Its contents can only be accessed by a huge table of contents covering all subjects; no index for any of the languages is available in the original text.

The Pentaglot has never been published before 1957, when the Beijing Palace Museum prepared a photographical reproduction of the original manuscript, of which only two or three copies are known to have survived into the 21st century.

Many features of the manuscript suggest that the authors of the original dictionary did not finalize the preparations for a publication; too many errors persist which would have been purged from an officially approved imperial publication.

The Pentaglot Project aims at presenting all data of this dictionary in a manner as precise as possible, preserving all idiosyncrasies of the original; however, the complete text is now fully indexed by every segment of every lemma in every language. Segments can be words, suffix elements or Chinese characters. A Chinese pronounciation (in pinyin) has been added, and a German translation based on Hauer's Manju-German dictionary has been added.


Nota Bene:

Due to the proofreading status of individual languages, this HTML demonstration of the Pentaglot database is by no means authoritative; errors still exist in abundance, and hence, this material is only quotable after written request and confirmation.

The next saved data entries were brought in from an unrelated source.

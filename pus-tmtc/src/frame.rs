//! Packing of telecommand frames and parsing of fixed size telemetry frames.
//!
//! Serial links transfer fixed size frames. Several packets are packed back to back into one
//! frame and the unused tail of the frame is filled with zeros.
use crate::ecss::PusError;
use crate::sp::{packet_id_from_raw, packet_len_from_raw, CCSDS_HEADER_LEN};
use crate::tc::{PusTcCreator, TcInfo};
use crate::tm::PusTmReader;

/// Frame size of the serial link.
pub const SERIAL_FRAME_LEN: usize = 256;

#[derive(Debug, Default, Clone, PartialEq, Eq)]
pub struct TcFrame {
    pub raw: Vec<u8>,
    /// Number of telecommands packed into the frame.
    pub packed_commands: usize,
}

impl TcFrame {
    pub fn len(&self) -> usize {
        self.raw.len()
    }

    pub fn is_empty(&self) -> bool {
        self.raw.is_empty()
    }
}

/// Pack as many whole telecommands as fit into a frame of `max_frame_size`. Packing stops at the
/// first telecommand which does not fit anymore. With `fill` set, the frame is zero-padded up to
/// `max_frame_size`.
pub fn pack_tc_frame(
    tcs: &[PusTcCreator],
    max_frame_size: usize,
    fill: bool,
) -> Result<TcFrame, PusError> {
    let mut frame = TcFrame::default();
    for tc in tcs {
        if frame.raw.len() + tc.len_packed() > max_frame_size {
            log::warn!("next telecommand would be too large for TC frame, skipping");
            break;
        }
        frame.raw.extend(tc.to_vec()?);
        frame.packed_commands += 1;
    }
    if fill && frame.raw.len() < max_frame_size {
        frame.raw.resize(max_frame_size, 0);
    }
    Ok(frame)
}

pub fn pack_tc_info(tcs: &[PusTcCreator]) -> Vec<TcInfo> {
    tcs.iter().map(PusTcCreator::info).collect()
}

/// Parse the packets of a fixed size frame. Parsing stops at the fill bytes, which are detected
/// by a zero packet ID or a zero length field, or at a packet which exceeds the frame.
pub fn parse_fixed_frame(frame: &[u8]) -> Vec<PusTmReader> {
    let mut packets = Vec::new();
    let mut current_idx = 0;
    while current_idx + CCSDS_HEADER_LEN <= frame.len() {
        let remainder = &frame[current_idx..];
        let packet_id = packet_id_from_raw(remainder).unwrap_or_default();
        let length_field = u16::from_be_bytes([remainder[4], remainder[5]]);
        if packet_id == 0 || length_field == 0 {
            break;
        }
        let Some(packet_len) = packet_len_from_raw(remainder) else {
            break;
        };
        if packet_len > remainder.len() {
            log::error!(
                "PUS polling: packet of size {packet_len} exceeds remaining frame size {}, \
                packet splitting is not supported",
                remainder.len()
            );
            break;
        }
        packets.push(PusTmReader::decode_lenient(&remainder[..packet_len]));
        current_idx += packet_len;
    }
    packets
}
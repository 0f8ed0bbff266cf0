//! Serial communication interface using fixed size telemetry frames.
use crate::config::{SERIAL_FRAME_SIZE, SERIAL_TIMEOUT};
use pus_tmtc::com_if::{ComIfError, CommunicationInterface, TmPacketList};
use pus_tmtc::frame::parse_fixed_frame;
use pus_tmtc::tc::TcInfo;
use serialport::SerialPort;
use std::io::{self, ErrorKind, Read, Write};
use std::time::{Duration, Instant};

const AVAILABILITY_POLL_PERIOD: Duration = Duration::from_millis(1);

/// Byte stream of a serial link.
pub trait SerialLink: Read + Write + Send {
    fn bytes_to_read(&self) -> io::Result<u32>;
}

impl SerialLink for Box<dyn SerialPort> {
    fn bytes_to_read(&self) -> io::Result<u32> {
        Ok(SerialPort::bytes_to_read(&**self)?)
    }
}

pub fn open_serial_port(port_name: &str, baud_rate: u32) -> io::Result<Box<dyn SerialPort>> {
    Ok(serialport::new(port_name, baud_rate)
        .timeout(SERIAL_TIMEOUT)
        .open()?)
}

/// The on-board software sends telemetry in frames of [SERIAL_FRAME_SIZE] bytes which contain
/// back to back packets followed by zero fill bytes. Telecommands are written as they are.
pub struct SerialComIf<L: SerialLink> {
    link: L,
    frame_size: usize,
    frame_buf: Vec<u8>,
    closed: bool,
}

impl SerialComIf<Box<dyn SerialPort>> {
    pub fn open(port_name: &str, baud_rate: u32) -> io::Result<Self> {
        log::info!("opening serial port {port_name} with baud rate {baud_rate}");
        Ok(Self::new(open_serial_port(port_name, baud_rate)?))
    }
}

impl<L: SerialLink> SerialComIf<L> {
    pub fn new(link: L) -> Self {
        Self::with_frame_size(link, SERIAL_FRAME_SIZE)
    }

    pub fn with_frame_size(link: L, frame_size: usize) -> Self {
        Self {
            link,
            frame_size,
            frame_buf: vec![0; frame_size],
            closed: false,
        }
    }

    pub fn link(&self) -> &L {
        &self.link
    }

    /// Read one frame. A frame which is cut short by the read timeout is still parsed.
    fn read_frame(&mut self) -> Result<usize, ComIfError> {
        let mut read_len = 0;
        while read_len < self.frame_size {
            match self.link.read(&mut self.frame_buf[read_len..]) {
                Ok(0) => break,
                Ok(num_bytes) => read_len += num_bytes,
                Err(e) if e.kind() == ErrorKind::TimedOut => {
                    log::warn!(
                        "serial frame incomplete, read {read_len} of {} bytes",
                        self.frame_size
                    );
                    break;
                }
                Err(e) if e.kind() == ErrorKind::Interrupted => continue,
                Err(e) => return Err(e.into()),
            }
        }
        Ok(read_len)
    }

    fn check_open(&self) -> Result<(), ComIfError> {
        if self.closed {
            return Err(ComIfError::Closed);
        }
        Ok(())
    }
}

impl<L: SerialLink> CommunicationInterface for SerialComIf<L> {
    fn send_telecommand(&mut self, tc_raw: &[u8], _tc_info: &TcInfo) -> Result<(), ComIfError> {
        self.send_data(tc_raw)
    }

    fn send_data(&mut self, data: &[u8]) -> Result<(), ComIfError> {
        self.check_open()?;
        self.link.write_all(data)?;
        self.link.flush()?;
        Ok(())
    }

    fn poll_interface(&mut self, timeout: Duration) -> Result<(bool, TmPacketList), ComIfError> {
        if !self.data_available(timeout)? {
            return Ok((false, TmPacketList::new()));
        }
        let read_len = self.read_frame()?;
        Ok((true, parse_fixed_frame(&self.frame_buf[..read_len])))
    }

    fn data_available(&mut self, timeout: Duration) -> Result<bool, ComIfError> {
        self.check_open()?;
        let start = Instant::now();
        loop {
            if self.link.bytes_to_read()? > 0 {
                return Ok(true);
            }
            if start.elapsed() >= timeout {
                return Ok(false);
            }
            std::thread::sleep(AVAILABILITY_POLL_PERIOD);
        }
    }

    fn close(&mut self) -> Result<(), ComIfError> {
        // The port itself is closed when the interface is dropped.
        self.closed = true;
        Ok(())
    }
}

#[cfg(test)]
mod tests {
    use super::*;
    use pus_tmtc::ecss::PusPacket;
    use pus_tmtc::tc::PusTcCreator;
    use pus_tmtc::tm::PusTmCreator;
    use std::collections::VecDeque;

    #[derive(Default)]
    struct LoopbackLink {
        rx: VecDeque<u8>,
        tx: Vec<u8>,
    }

    impl Read for LoopbackLink {
        fn read(&mut self, buf: &mut [u8]) -> io::Result<usize> {
            if self.rx.is_empty() {
                return Err(io::Error::new(ErrorKind::TimedOut, "serial read timeout"));
            }
            let num_bytes = buf.len().min(self.rx.len());
            for (idx, byte) in self.rx.drain(..num_bytes).enumerate() {
                buf[idx] = byte;
            }
            Ok(num_bytes)
        }
    }

    impl Write for LoopbackLink {
        fn write(&mut self, buf: &[u8]) -> io::Result<usize> {
            self.tx.extend_from_slice(buf);
            Ok(buf.len())
        }

        fn flush(&mut self) -> io::Result<()> {
            Ok(())
        }
    }

    impl SerialLink for LoopbackLink {
        fn bytes_to_read(&self) -> io::Result<u32> {
            Ok(self.rx.len() as u32)
        }
    }

    fn tm_frame(num_packets: u16) -> Vec<u8> {
        let mut frame = Vec::new();
        for ssc in 0..num_packets {
            frame.extend(
                PusTmCreator::new(0x73, 1, 7, ssc, vec![0x18, 0x73, 0xc0, 0x00])
                    .to_vec()
                    .unwrap(),
            );
        }
        frame.resize(SERIAL_FRAME_SIZE, 0);
        frame
    }

    #[test]
    fn test_send_raw_telecommand() {
        let mut com_if = SerialComIf::new(LoopbackLink::default());
        let tc = PusTcCreator::new(0x73, 17, 1, 0, &[])
            .unwrap()
            .pack()
            .unwrap();
        com_if.send_telecommand(&tc.raw, &tc.info).unwrap();
        assert_eq!(com_if.link().tx, tc.raw);
    }

    #[test]
    fn test_poll_fixed_frames() {
        let mut link = LoopbackLink::default();
        link.rx.extend(tm_frame(3));
        link.rx.extend(tm_frame(1));
        let mut com_if = SerialComIf::new(link);
        let (received, packets) = com_if.poll_interface(Duration::ZERO).unwrap();
        assert!(received);
        assert_eq!(packets.len(), 3);
        assert!(packets.iter().all(|tm| tm.is_valid() && tm.subservice() == 7));
        let (received, packets) = com_if.poll_interface(Duration::ZERO).unwrap();
        assert!(received);
        assert_eq!(packets.len(), 1);
        let (received, packets) = com_if.poll_interface(Duration::from_millis(5)).unwrap();
        assert!(!received);
        assert!(packets.is_empty());
    }

    #[test]
    fn test_incomplete_frame() {
        let mut link = LoopbackLink::default();
        link.rx.extend(&tm_frame(1)[..40]);
        let mut com_if = SerialComIf::new(link);
        let (received, packets) = com_if.poll_interface(Duration::ZERO).unwrap();
        assert!(received);
        assert_eq!(packets.len(), 1);
    }
}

All material presented here is encoded as UTF-8 Unicode. Unfortunately, it is possible that the fonts used by a particular browser are incomplete in which case boxes are displayed instead of characters. This holds true for some accented characters (as used in Uighur and Hanyu Pinyin) as well as some Arab and Chinese characters.

Material contained in this Demonstration

The Pentaglot Demonstration shows all material of Volume 1, Heaven. Except for Tibetan in Manju transcription, all language data are available and have undergone at least one proofreading cycle, not precluding of course that mistakes persist.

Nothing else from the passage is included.